At one point, he tossed a bit and ended up waking himself up. His head turned in a couple of different directions before his eyelids laid back into his head. He saw me next, smiling ever so faintly and briefly. "Good morning," he said as he sat up, carefully taking out the tubes from his nose. "Did you sleep well last night?"

"Well, I'm still alive," I said with no emotion whatsoever. "Does that answer your question?"

"No, but I'll take it," he said, playfully rolling his eyes. He stretched his arms out toward the ceiling in order to get out the cramps, causing his shirt to lift up and reveal a portion of his skin in the process. I was across the room, yes, but it looked so soft and flawless even from there that I--no, wait. I should stop. I'm getting ahead of myself. 
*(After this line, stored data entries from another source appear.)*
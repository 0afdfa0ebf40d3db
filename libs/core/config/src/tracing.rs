//! Log output for workers
//!
//! [`LogSettings`] picks the output format and filter directives from
//! `APP_ENV`, `LOG_FORMAT` and `RUST_LOG`; [`init_tracing`] installs the
//! subscriber with an `ErrorLayer` so eyre reports carry span traces.

use crate::{ConfigError, Environment};
use std::env;
use std::fmt;
use std::str::FromStr;
use tracing::{debug, info};
use tracing_subscriber::{EnvFilter, prelude::*};

const PRODUCTION_DIRECTIVES: &str = "info,lapin=warn,redis=warn";
const DEVELOPMENT_DIRECTIVES: &str = "debug,job_consumer=trace,lapin=info,redis=info";

/// Install color-eyre for binaries.
///
/// Errors show the source location but not the environment section.
/// Later calls are ignored.
pub fn install_color_eyre() {
    let _ = color_eyre::config::HookBuilder::default()
        .display_location_section(true)
        .display_env_section(false)
        .install();
}

#[derive(Clone, Copy, Debug, PartialEq, Eq)]
pub enum LogFormat {
    /// One flattened JSON object per event
    Json,
    /// Multi-line human readable output
    Pretty,
}

impl FromStr for LogFormat {
    type Err = String;

    fn from_str(s: &str) -> Result<Self, Self::Err> {
        match s.to_ascii_lowercase().as_str() {
            "json" => Ok(LogFormat::Json),
            "pretty" => Ok(LogFormat::Pretty),
            other => Err(format!("unknown log format '{other}', expected 'json' or 'pretty'")),
        }
    }
}

impl fmt::Display for LogFormat {
    fn fmt(&self, f: &mut fmt::Formatter<'_>) -> fmt::Result {
        match self {
            LogFormat::Json => f.write_str("json"),
            LogFormat::Pretty => f.write_str("pretty"),
        }
    }
}

#[derive(Clone, Debug, PartialEq, Eq)]
pub struct LogSettings {
    pub format: LogFormat,
    /// `EnvFilter` directives, e.g. `info,job_consumer=debug`
    pub directives: String,
}

impl LogSettings {
    /// Defaults without reading any variable
    pub fn for_environment(environment: &Environment) -> Self {
        if environment.is_production() {
            Self {
                format: LogFormat::Json,
                directives: PRODUCTION_DIRECTIVES.to_string(),
            }
        } else {
            Self {
                format: LogFormat::Pretty,
                directives: DEVELOPMENT_DIRECTIVES.to_string(),
            }
        }
    }

    /// Environment defaults overridden by `LOG_FORMAT` and `RUST_LOG`.
    ///
    /// # Errors
    ///
    /// Returns [`ConfigError::ParseError`] for an unknown format or
    /// directives `EnvFilter` cannot parse.
    pub fn from_env(environment: &Environment) -> Result<Self, ConfigError> {
        let mut settings = Self::for_environment(environment);
        settings.format = crate::env_parse("LOG_FORMAT", settings.format)?;

        if let Ok(directives) = env::var(EnvFilter::DEFAULT_ENV) {
            EnvFilter::try_new(&directives).map_err(|e| ConfigError::ParseError {
                key: EnvFilter::DEFAULT_ENV.to_string(),
                details: e.to_string(),
            })?;
            settings.directives = directives;
        }
        Ok(settings)
    }
}

/// Install the global subscriber.
///
/// Returns `false` when a subscriber was already installed, as happens when
/// several tests initialize logging.
pub fn init_tracing(settings: &LogSettings) -> bool {
    let json = (settings.format == LogFormat::Json).then(|| {
        tracing_subscriber::fmt::layer()
            .json()
            .with_target(false)
            .flatten_event(true)
    });
    let pretty = (settings.format == LogFormat::Pretty).then(|| {
        tracing_subscriber::fmt::layer()
            .with_target(true)
            .with_file(false)
            .with_line_number(false)
            .pretty()
    });

    let installed = tracing_subscriber::registry()
        .with(json)
        .with(pretty)
        .with(tracing_error::ErrorLayer::default())
        .with(EnvFilter::new(&settings.directives))
        .try_init()
        .is_ok();

    if installed {
        info!(format = %settings.format, filter = %settings.directives, "Logging initialized");
    } else {
        debug!("Subscriber already installed, keeping it");
    }
    installed
}
//! Message broker collaborator
//!
//! The consumer only talks to the queue through [`Broker`]. Adapters live in
//! [`crate::memory`] (tests, local runs) and `crate::amqp` (feature `amqp`).

use crate::envelope::{Delivery, DeliveryHandle, OutgoingMessage};
use crate::error::BrokerError;
use async_trait::async_trait;
use std::fmt;
use std::time::Duration;

/// Publish target: an exchange plus a routing key.
///
/// The empty exchange is the broker's default exchange, which routes
/// directly to the queue named by the routing key.
#[derive(Debug, Clone, PartialEq, Eq, Hash)]
pub struct Destination {
    exchange: String,
    routing_key: String,
}

impl Destination {
    pub fn new(exchange: impl Into<String>, routing_key: impl Into<String>) -> Self {
        Self {
            exchange: exchange.into(),
            routing_key: routing_key.into(),
        }
    }

    /// Route straight to `queue` through the default exchange
    pub fn queue(queue: impl Into<String>) -> Self {
        Self::new("", queue)
    }

    pub fn exchange(&self) -> &str {
        &self.exchange
    }

    pub fn routing_key(&self) -> &str {
        &self.routing_key
    }

    pub fn is_default_exchange(&self) -> bool {
        self.exchange.is_empty()
    }
}

impl fmt::Display for Destination {
    fn fmt(&self, f: &mut fmt::Formatter<'_>) -> fmt::Result {
        if self.exchange.is_empty() {
            write!(f, "(default)/{}", self.routing_key)
        } else {
            write!(f, "{}/{}", self.exchange, self.routing_key)
        }
    }
}

/// Queue client used by the consumer.
#[cfg_attr(test, mockall::automock)]
#[async_trait]
pub trait Broker: Send + Sync {
    /// Start consuming `queue`; with `no_ack` the broker settles deliveries itself
    async fn consume(&self, queue: &str, no_ack: bool) -> Result<(), BrokerError>;

    /// Next delivery, or `None` once `timeout` elapses without one
    async fn next_delivery(&self, timeout: Duration) -> Result<Option<Delivery>, BrokerError>;

    async fn ack(&self, handle: DeliveryHandle) -> Result<(), BrokerError>;

    async fn reject(&self, handle: DeliveryHandle, requeue: bool) -> Result<(), BrokerError>;

    async fn publish(
        &self,
        message: &OutgoingMessage,
        destination: &Destination,
    ) -> Result<(), BrokerError>;

    /// Per-consumer prefetch (QoS)
    async fn set_prefetch(&self, count: u16) -> Result<(), BrokerError>;

    /// Whether a consumer is registered and the channel is still open
    fn is_consuming(&self) -> bool;
}

#[cfg(test)]
mod tests {
    use super::*;

    #[test]
    fn test_destination_display() {
        assert_eq!(Destination::queue("jobs").to_string(), "(default)/jobs");
        assert_eq!(
            Destination::new("retry", "jobs.delayed").to_string(),
            "retry/jobs.delayed"
        );
        assert!(Destination::queue("jobs").is_default_exchange());
    }
}
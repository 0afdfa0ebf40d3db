//! Delivered messages and their parsed `{meta, data}` view
//!
//! A [`Delivery`] is what the broker hands over: raw bytes plus delivery
//! metadata. A [`MessageEnvelope`] is the parsed, immutable view of one
//! delivery and is rebuilt from scratch for every message.

use crate::access::Fields;
use serde_json::Value;
use std::fmt;

/// Opaque broker delivery tag used to ack or reject one delivery.
#[derive(Debug, Clone, Copy, PartialEq, Eq, Hash)]
pub struct DeliveryHandle(u64);

impl DeliveryHandle {
    pub fn new(tag: u64) -> Self {
        Self(tag)
    }

    pub fn tag(&self) -> u64 {
        self.0
    }
}

/// Broker-level message properties carried alongside the body
#[derive(Debug, Clone, Default, PartialEq, Eq)]
pub struct MessageProperties {
    /// Survive a broker restart (AMQP delivery mode 2)
    pub persistent: bool,

    /// Broker priority, 1..=255
    pub priority: Option<u8>,
}

/// One message as delivered by the broker.
#[derive(Debug, Clone)]
pub struct Delivery {
    pub handle: DeliveryHandle,
    pub body: Vec<u8>,
    pub redelivered: bool,
    pub properties: MessageProperties,
}

impl Delivery {
    pub fn new(handle: DeliveryHandle, body: impl Into<Vec<u8>>) -> Self {
        Self {
            handle,
            body: body.into(),
            redelivered: false,
            properties: MessageProperties::default(),
        }
    }

    pub fn redelivered(mut self, redelivered: bool) -> Self {
        self.redelivered = redelivered;
        self
    }

    pub fn with_properties(mut self, properties: MessageProperties) -> Self {
        self.properties = properties;
        self
    }
}

/// A message ready to be handed to the broker for publishing.
#[derive(Debug, Clone, PartialEq, Eq)]
pub struct OutgoingMessage {
    pub body: Vec<u8>,
    pub properties: MessageProperties,
}

impl OutgoingMessage {
    pub fn new(body: impl Into<Vec<u8>>, properties: MessageProperties) -> Self {
        Self {
            body: body.into(),
            properties,
        }
    }

    /// Byte-for-byte copy of a delivered message, properties included
    pub fn copy_of(delivery: &Delivery) -> Self {
        Self {
            body: delivery.body.clone(),
            properties: delivery.properties.clone(),
        }
    }
}

/// Stable job identifier taken from `meta._id`.
#[derive(Debug, Clone, PartialEq, Eq, Hash)]
pub struct JobId(String);

impl JobId {
    pub fn new(id: impl Into<String>) -> Self {
        Self(id.into())
    }

    /// Reads `_id` from `meta`; strings and integers qualify, `""` does not.
    pub fn from_meta(meta: &Value) -> Option<Self> {
        match meta.get(crate::codec::JOB_ID_FIELD)? {
            Value::String(s) if !s.is_empty() => Some(Self(s.clone())),
            Value::Number(n) if n.is_i64() || n.is_u64() => Some(Self(n.to_string())),
            _ => None,
        }
    }

    pub fn as_str(&self) -> &str {
        &self.0
    }
}

impl fmt::Display for JobId {
    fn fmt(&self, f: &mut fmt::Formatter<'_>) -> fmt::Result {
        f.write_str(&self.0)
    }
}

/// Parsed view of one delivered message.
#[derive(Debug, Clone)]
pub struct MessageEnvelope {
    meta: Value,
    data: Value,
    job_id: Option<JobId>,
    delivery: Delivery,
}

impl MessageEnvelope {
    pub(crate) fn new(meta: Value, data: Value, delivery: Delivery) -> Self {
        let job_id = JobId::from_meta(&meta);
        Self {
            meta,
            data,
            job_id,
            delivery,
        }
    }

    pub fn meta(&self) -> &Value {
        &self.meta
    }

    pub fn data(&self) -> &Value {
        &self.data
    }

    /// Typed access into `meta`
    pub fn meta_fields(&self) -> Fields<'_> {
        Fields::new("meta", &self.meta)
    }

    /// Typed access into `data`
    pub fn data_fields(&self) -> Fields<'_> {
        Fields::new("data", &self.data)
    }

    pub fn job_id(&self) -> Option<&JobId> {
        self.job_id.as_ref()
    }

    pub fn raw_body(&self) -> &[u8] {
        &self.delivery.body
    }

    pub fn is_redelivered(&self) -> bool {
        self.delivery.redelivered
    }

    pub fn handle(&self) -> DeliveryHandle {
        self.delivery.handle
    }

    pub fn properties(&self) -> &MessageProperties {
        &self.delivery.properties
    }

    pub fn delivery(&self) -> &Delivery {
        &self.delivery
    }
}

#[cfg(test)]
mod tests {
    use super::*;
    use serde_json::json;

    #[test]
    fn test_job_id_from_meta() {
        assert_eq!(
            JobId::from_meta(&json!({"_id": "42"})),
            Some(JobId::new("42"))
        );
        assert_eq!(JobId::from_meta(&json!({"_id": 42})), Some(JobId::new("42")));
        assert_eq!(JobId::from_meta(&json!({"_id": ""})), None);
        assert_eq!(JobId::from_meta(&json!({"_id": null})), None);
        assert_eq!(JobId::from_meta(&json!({})), None);
        assert_eq!(JobId::from_meta(&json!([])), None);
    }

    #[test]
    fn test_outgoing_copy_keeps_properties() {
        let delivery = Delivery::new(DeliveryHandle::new(7), b"{}".to_vec()).with_properties(
            MessageProperties {
                persistent: true,
                priority: Some(5),
            },
        );

        let copy = OutgoingMessage::copy_of(&delivery);
        assert_eq!(copy.body, b"{}");
        assert_eq!(copy.properties.priority, Some(5));
        assert!(copy.properties.persistent);
    }

    #[test]
    fn test_envelope_accessors() {
        let delivery = Delivery::new(DeliveryHandle::new(1), b"raw".to_vec()).redelivered(true);
        let envelope = MessageEnvelope::new(json!({"_id": 9}), json!({"id": 1}), delivery);

        assert_eq!(envelope.job_id().map(JobId::as_str), Some("9"));
        assert!(envelope.is_redelivered());
        assert_eq!(envelope.handle().tag(), 1);
        assert_eq!(envelope.raw_body(), b"raw");
        assert_eq!(envelope.data_fields().i64(&["id"]), Ok(1));
    }
}
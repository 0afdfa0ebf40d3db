//! Execution guards wrapped around the handler
//!
//! A guard decides, before the handler runs, whether the message may execute
//! at all, and gets the last word on routing once the outcome is known. The
//! consumer applies its default routing (dead-letter on failure) unless the
//! guard reports the outcome as [`Disposition::Handled`].

use crate::error::{ConsumerError, JobError, ParseError};
use crate::lifecycle::JobContext;
use async_trait::async_trait;
use strum::AsRefStr;

/// Why a parsed message was acknowledged without running
#[derive(Debug, Clone, Copy, PartialEq, Eq, AsRefStr)]
#[strum(serialize_all = "snake_case")]
pub enum SkipReason {
    /// The job already completed
    Complete,
    /// Another worker holds the job lock
    Locked,
}

/// Verdict of [`ExecutionGuard::check_and_prepare`]
#[derive(Debug)]
pub enum Decision {
    Proceed,
    Skip(SkipReason),
    /// Treat the message as unparseable (logged and dead-lettered)
    Unparseable(ParseError),
}

/// What happened to one parsed message
#[derive(Debug)]
pub enum Outcome {
    Succeeded,
    Failed(JobError),
    Skipped(SkipReason),
    Unparsed(ParseError),
}

/// Who routes a finished message
#[derive(Debug, Clone, Copy, PartialEq, Eq)]
pub enum Disposition {
    /// The consumer applies its default routing
    Default,
    /// The guard already routed the message
    Handled,
}

/// Hook pair run around every parsed message.
#[async_trait]
pub trait ExecutionGuard: Send + Sync {
    /// State carried from `check_and_prepare` to `finalize`
    type Ticket: Send;

    async fn check_and_prepare(
        &self,
        ctx: &mut JobContext<'_>,
    ) -> Result<(Decision, Self::Ticket), ConsumerError>;

    /// Runs for every message that passed `check_and_prepare`, whatever the
    /// outcome. Must release anything the ticket holds.
    async fn finalize(
        &self,
        ctx: &mut JobContext<'_>,
        ticket: Self::Ticket,
        outcome: &Outcome,
    ) -> Result<Disposition, ConsumerError>;
}

/// Guard that always runs the handler and never claims routing
#[derive(Debug, Clone, Copy, Default)]
pub struct PassThrough;

#[async_trait]
impl ExecutionGuard for PassThrough {
    type Ticket = ();

    async fn check_and_prepare(
        &self,
        _ctx: &mut JobContext<'_>,
    ) -> Result<(Decision, ()), ConsumerError> {
        Ok((Decision::Proceed, ()))
    }

    async fn finalize(
        &self,
        _ctx: &mut JobContext<'_>,
        _ticket: (),
        _outcome: &Outcome,
    ) -> Result<Disposition, ConsumerError> {
        Ok(Disposition::Default)
    }
}

#[cfg(test)]
mod tests {
    use super::*;

    #[test]
    fn test_skip_reason_labels() {
        assert_eq!(SkipReason::Complete.as_ref(), "complete");
        assert_eq!(SkipReason::Locked.as_ref(), "locked");
    }
}
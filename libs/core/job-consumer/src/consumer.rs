//! The job consumer loop
//!
//! [`JobConsumer`] owns one [`ConsumerSession`], a [`JobHandler`] and an
//! [`ExecutionGuard`]. Each [`wait`](JobConsumer::wait) call receives one
//! delivery and drives it through:
//!
//! 1. decode into a [`MessageEnvelope`](crate::MessageEnvelope) (dead-letter on failure)
//! 2. guard check
//! 3. `before_run`, `run`, `after_run`
//! 4. guard finalize, then default routing unless the guard handled it
//! 5. ack (a no-op if the message was already settled)
//! 6. post-processing callback and processed-count check
//!
//! Store and broker failures escape `wait` after the delivery was rejected
//! with requeue.

use crate::broker::{Broker, Destination};
use crate::codec::{self, Unparsed};
use crate::config::ConsumerConfig;
use crate::envelope::{Delivery, JobId};
use crate::error::ConsumerError;
use crate::guard::{Decision, Disposition, ExecutionGuard, Outcome, PassThrough};
use crate::lifecycle::{self, Acknowledger, JobContext, JobHandler};
use crate::metrics::ConsumerMetrics;
use crate::publisher::Publisher;
use serde::Serialize;
use serde_json::Value;
use std::sync::Arc;
use std::time::{Duration, Instant};
use tokio::sync::watch;
use tracing::{debug, error, info, warn};

/// Mutable per-consumer state
#[derive(Debug, Clone, Default)]
pub struct ConsumerSession {
    processed_count: u64,
    max_processed: Option<u64>,
    prefetch: Option<u16>,
    consuming_queue: Option<String>,
    expecting_ack: bool,
    failed_destination: Option<Destination>,
}

impl ConsumerSession {
    pub fn processed_count(&self) -> u64 {
        self.processed_count
    }

    pub fn max_processed(&self) -> Option<u64> {
        self.max_processed
    }

    pub fn prefetch(&self) -> Option<u16> {
        self.prefetch
    }

    pub fn consuming_queue(&self) -> Option<&str> {
        self.consuming_queue.as_deref()
    }

    pub fn expecting_ack(&self) -> bool {
        self.expecting_ack
    }

    pub fn failed_destination(&self) -> Option<&Destination> {
        self.failed_destination.as_ref()
    }
}

/// How one message ended, as seen by the post-processing callback
#[derive(Debug, Clone, Copy, PartialEq, Eq)]
pub enum ProcessedStatus {
    Succeeded,
    Failed,
    Skipped,
    Unparsed,
}

/// Summary passed to the post-processing callback
#[derive(Debug, Clone)]
pub struct ProcessedMessage {
    pub job_id: Option<JobId>,
    pub status: ProcessedStatus,
    /// Messages handled so far, this one included
    pub processed_count: u64,
}

type AfterProcessing = Box<dyn FnMut(&ProcessedMessage) + Send + Sync>;

struct Report {
    job_id: Option<JobId>,
    status: ProcessedStatus,
    response: Option<Value>,
}

/// Queue consumer running a [`JobHandler`] behind an [`ExecutionGuard`].
pub struct JobConsumer<H, G = PassThrough> {
    broker: Arc<dyn Broker>,
    publisher: Publisher,
    handler: H,
    guard: G,
    config: ConsumerConfig,
    session: ConsumerSession,
    metrics: ConsumerMetrics,
    after_processing: Option<AfterProcessing>,
    last_response: Option<Value>,
}

impl<H: JobHandler> JobConsumer<H, PassThrough> {
    pub fn new(broker: Arc<dyn Broker>, handler: H, config: ConsumerConfig) -> Self {
        let metrics = ConsumerMetrics::new(config.queue.clone(), handler.name());
        let session = ConsumerSession {
            max_processed: config.max_processed,
            failed_destination: config.failed_destination.clone(),
            ..ConsumerSession::default()
        };

        Self {
            publisher: Publisher::new(broker.clone()),
            broker,
            handler,
            guard: PassThrough,
            config,
            session,
            metrics,
            after_processing: None,
            last_response: None,
        }
    }
}

impl<H, G> JobConsumer<H, G>
where
    H: JobHandler,
    G: ExecutionGuard,
{
    /// Replace the execution guard
    pub fn with_guard<T: ExecutionGuard>(self, guard: T) -> JobConsumer<H, T> {
        JobConsumer {
            broker: self.broker,
            publisher: self.publisher,
            handler: self.handler,
            guard,
            config: self.config,
            session: self.session,
            metrics: self.metrics,
            after_processing: self.after_processing,
            last_response: self.last_response,
        }
    }

    /// Callback fired after every handled message, before the count check
    pub fn on_processed<F>(mut self, callback: F) -> Self
    where
        F: FnMut(&ProcessedMessage) + Send + Sync + 'static,
    {
        self.after_processing = Some(Box::new(callback));
        self
    }

    /// Register with the broker. With `no_ack`, ack and reject become no-ops.
    pub async fn consume(&mut self, queue: &str, no_ack: bool) -> Result<(), ConsumerError> {
        self.broker.consume(queue, no_ack).await?;
        self.session.consuming_queue = Some(queue.to_string());
        self.session.expecting_ack = !no_ack;

        info!(
            queue = %queue,
            consumer_id = %self.config.consumer_id,
            handler = %self.handler.name(),
            no_ack,
            "Consuming"
        );
        Ok(())
    }

    /// Apply the configured prefetch, then consume the configured queue
    pub async fn start(&mut self) -> Result<(), ConsumerError> {
        self.set_prefetch(self.config.prefetch).await?;
        let queue = self.config.queue.clone();
        self.consume(&queue, self.config.no_ack).await
    }

    pub async fn set_prefetch(&mut self, count: u16) -> Result<(), ConsumerError> {
        self.broker.set_prefetch(count).await?;
        self.session.prefetch = Some(count);
        Ok(())
    }

    /// Whether the broker is still consuming
    pub fn has_more(&self) -> bool {
        self.broker.is_consuming()
    }

    pub fn session(&self) -> &ConsumerSession {
        &self.session
    }

    pub fn publisher(&self) -> &Publisher {
        &self.publisher
    }

    /// Response set by the handler for the most recent message
    pub fn last_response(&self) -> Option<&Value> {
        self.last_response.as_ref()
    }

    /// Publish an arbitrary `{meta, data}` envelope
    pub async fn publish_message<D, M>(
        &self,
        data: &D,
        destination: &Destination,
        meta: &M,
    ) -> Result<(), ConsumerError>
    where
        D: Serialize + ?Sized + Sync,
        M: Serialize + ?Sized + Sync,
    {
        self.publisher.send(data, destination, meta).await
    }

    /// Receive and fully handle one delivery.
    ///
    /// Fails with [`ConsumerError::Timeout`] when nothing arrives in time and
    /// with [`ConsumerError::ProcessedLimitExceeded`] right after the message
    /// that reached the configured limit was acknowledged.
    pub async fn wait(&mut self, timeout: Duration) -> Result<(), ConsumerError> {
        let delivery = self.receive(timeout).await?;
        self.handle(delivery).await
    }

    /// Run until the processed limit, the broker stops consuming, or `shutdown`
    /// flips to `true`. Returns the number of handled messages.
    pub async fn run(&mut self, mut shutdown: watch::Receiver<bool>) -> Result<u64, ConsumerError> {
        let timeout = self.config.wait_timeout;

        while self.has_more() {
            if *shutdown.borrow() {
                info!("Received shutdown signal, stopping consumer");
                break;
            }

            let received = tokio::select! {
                received = self.receive(timeout) => received,
                changed = shutdown.changed() => {
                    if changed.is_err() {
                        info!("Shutdown channel closed, stopping consumer");
                        break;
                    }
                    continue;
                }
            };

            let delivery = match received {
                Ok(delivery) => delivery,
                Err(ConsumerError::Timeout(_)) => {
                    debug!("No message within timeout, waiting again");
                    continue;
                }
                Err(e) => return Err(e),
            };

            match self.handle(delivery).await {
                Ok(()) => {}
                Err(ConsumerError::ProcessedLimitExceeded { limit }) => {
                    info!(limit, "Processed message limit reached, stopping consumer");
                    break;
                }
                Err(e) => return Err(e),
            }
        }

        info!(
            processed = self.session.processed_count,
            "Job consumer stopped"
        );
        Ok(self.session.processed_count)
    }

    async fn receive(&self, timeout: Duration) -> Result<Delivery, ConsumerError> {
        if self.session.consuming_queue.is_none() {
            return Err(ConsumerError::NotConsuming);
        }
        self.broker
            .next_delivery(timeout)
            .await?
            .ok_or(ConsumerError::Timeout(timeout))
    }

    async fn handle(&mut self, delivery: Delivery) -> Result<(), ConsumerError> {
        self.metrics.message_received();
        let mut acker = Acknowledger::new(
            self.broker.clone(),
            delivery.handle,
            self.session.expecting_ack,
        );

        let report = match self.process(delivery, &mut acker).await {
            Ok(report) => report,
            Err(err) => {
                if let Err(reject_err) = acker.reject(true).await {
                    warn!(error = %reject_err, "Failed to requeue message after error");
                }
                return Err(err);
            }
        };

        acker.ack().await?;
        self.last_response = report.response;
        self.session.processed_count += 1;

        let processed = ProcessedMessage {
            job_id: report.job_id,
            status: report.status,
            processed_count: self.session.processed_count,
        };
        if let Some(callback) = self.after_processing.as_mut() {
            callback(&processed);
        }

        match self.session.max_processed {
            Some(limit) if self.session.processed_count >= limit => {
                Err(ConsumerError::ProcessedLimitExceeded { limit })
            }
            _ => Ok(()),
        }
    }

    async fn process(
        &self,
        delivery: Delivery,
        acker: &mut Acknowledger,
    ) -> Result<Report, ConsumerError> {
        let queue = self.session.consuming_queue.as_deref().unwrap_or_default();

        let envelope = match codec::decode(delivery) {
            Ok(envelope) => envelope,
            Err(Unparsed { error, delivery }) => {
                error!(
                    queue = %queue,
                    delivery_tag = delivery.handle.tag(),
                    error = %error,
                    "Message cannot be parsed"
                );
                self.metrics.job_skipped("unparsed");
                if let Some(destination) = &self.session.failed_destination {
                    self.publisher.publish_copy(&delivery, destination).await?;
                    self.metrics.message_dead_lettered();
                }
                return Ok(Report {
                    job_id: None,
                    status: ProcessedStatus::Unparsed,
                    response: None,
                });
            }
        };

        let mut ctx = JobContext::new(
            &envelope,
            acker,
            &self.publisher,
            &self.metrics,
            queue,
            self.session.failed_destination.as_ref(),
        );

        let (decision, ticket) = self.guard.check_and_prepare(&mut ctx).await?;
        let outcome = match decision {
            Decision::Proceed => {
                let started = Instant::now();
                match lifecycle::run_hooks(&self.handler, &mut ctx).await {
                    Ok(()) => {
                        self.metrics.job_succeeded(started.elapsed());
                        Outcome::Succeeded
                    }
                    Err(err) => {
                        self.metrics.job_failed(&err.category().to_string());
                        Outcome::Failed(err)
                    }
                }
            }
            Decision::Skip(reason) => {
                self.metrics.job_skipped(reason.as_ref());
                Outcome::Skipped(reason)
            }
            Decision::Unparseable(err) => Outcome::Unparsed(err),
        };

        let disposition = self.guard.finalize(&mut ctx, ticket, &outcome).await?;
        if disposition == Disposition::Default {
            self.route_failure(&ctx, &outcome).await?;
        }

        let status = match outcome {
            Outcome::Succeeded => ProcessedStatus::Succeeded,
            Outcome::Failed(_) => ProcessedStatus::Failed,
            Outcome::Skipped(_) => ProcessedStatus::Skipped,
            Outcome::Unparsed(_) => ProcessedStatus::Unparsed,
        };
        Ok(Report {
            job_id: envelope.job_id().cloned(),
            status,
            response: ctx.take_response(),
        })
    }

    /// Default routing: log and dead-letter failed or unparseable messages
    async fn route_failure(
        &self,
        ctx: &JobContext<'_>,
        outcome: &Outcome,
    ) -> Result<(), ConsumerError> {
        let job_id = ctx.job_id().map(ToString::to_string).unwrap_or_default();

        match outcome {
            Outcome::Failed(err) => {
                error!(
                    handler = %self.handler.name(),
                    job_id = %job_id,
                    category = %err.category(),
                    error = %err,
                    "Job failed"
                );
                ctx.dead_letter().await
            }
            Outcome::Unparsed(err) => {
                error!(
                    handler = %self.handler.name(),
                    job_id = %job_id,
                    error = %err,
                    "Message cannot be processed"
                );
                ctx.dead_letter().await
            }
            Outcome::Succeeded | Outcome::Skipped(_) => Ok(()),
        }
    }
}
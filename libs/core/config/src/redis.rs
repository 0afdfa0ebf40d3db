use crate::{ConfigError, FromEnv, env_required};

/// Redis configuration
#[derive(Clone, Debug)]
pub struct RedisConfig {
    pub uri: String,
}

impl RedisConfig {
    pub fn new(uri: impl Into<String>) -> Self {
        Self { uri: uri.into() }
    }
}

impl FromEnv for RedisConfig {
    /// Requires REDIS_HOST to be set to a full `redis://` URI (no default)
    fn from_env() -> Result<Self, ConfigError> {
        let uri = env_required("REDIS_HOST")?;
        if !uri.starts_with("redis://") && !uri.starts_with("rediss://") {
            return Err(ConfigError::ParseError {
                key: "REDIS_HOST".to_string(),
                details: format!("expected a redis:// or rediss:// URI, got '{uri}'"),
            });
        }
        Ok(Self { uri })
    }
}

#[cfg(test)]
mod tests {
    use super::*;

    #[test]
    fn test_redis_config_from_env_success() {
        temp_env::with_var("REDIS_HOST", Some("redis://localhost:6379"), || {
            let config = RedisConfig::from_env();
            assert!(config.is_ok());
            let config = config.unwrap();
            assert_eq!(config.uri, "redis://localhost:6379");
        });
    }

    #[test]
    fn test_redis_config_from_env_missing() {
        temp_env::with_var_unset("REDIS_HOST", || {
            let config = RedisConfig::from_env();
            assert!(config.is_err());
            let err = config.unwrap_err();
            assert!(err.to_string().contains("REDIS_HOST"));
            assert!(err.to_string().contains("required"));
        });
    }

    #[test]
    fn test_redis_config_rejects_bare_host() {
        temp_env::with_var("REDIS_HOST", Some("localhost:6379"), || {
            let err = RedisConfig::from_env().unwrap_err();
            assert!(matches!(err, ConfigError::ParseError { .. }));
        });
    }
}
"Isn't it great to be alive?" he said hypothetically, smiling widely as he looked over and out my window. "The birds are singing, the sun is out...it's just a beautiful day to be alive."

"Maybe if you're optimistic like that," I mumbled, but I'm sure he could hear it. He was always good like that, hearing things I didn't want people to hear.

"I don't think anything could make today a bad day," he said, continuing on with his delightful morning monologue.

"Having cancer could," I said, keeping my eyes diverted away. "Having cancer always makes things bad."

"Maybe if you're pessimistic like that," he responded. I slowly turned to him, not impressed by his attempt at mockery, but he just smiled at me like he always did. Then, a few minutes later, Seohyun came and added her smile to the melting pot of happiness that my room was slowly but surely becoming.

"You're late," I said teasingly but trying to sound critical. "You were supposed to be here at 8 and it's 8:03."

She just looked at me. "I'm sorry, Jongin," she said, walking over to Kyungsoo's bedside, "but I had other patients to attend to this morning. I know you understand what it's like to put people before yourself." The dramatically ironic thing is, she was trying to be sarcastic with me, but she was actually telling the truth. I did know what that was like because I did it for four years.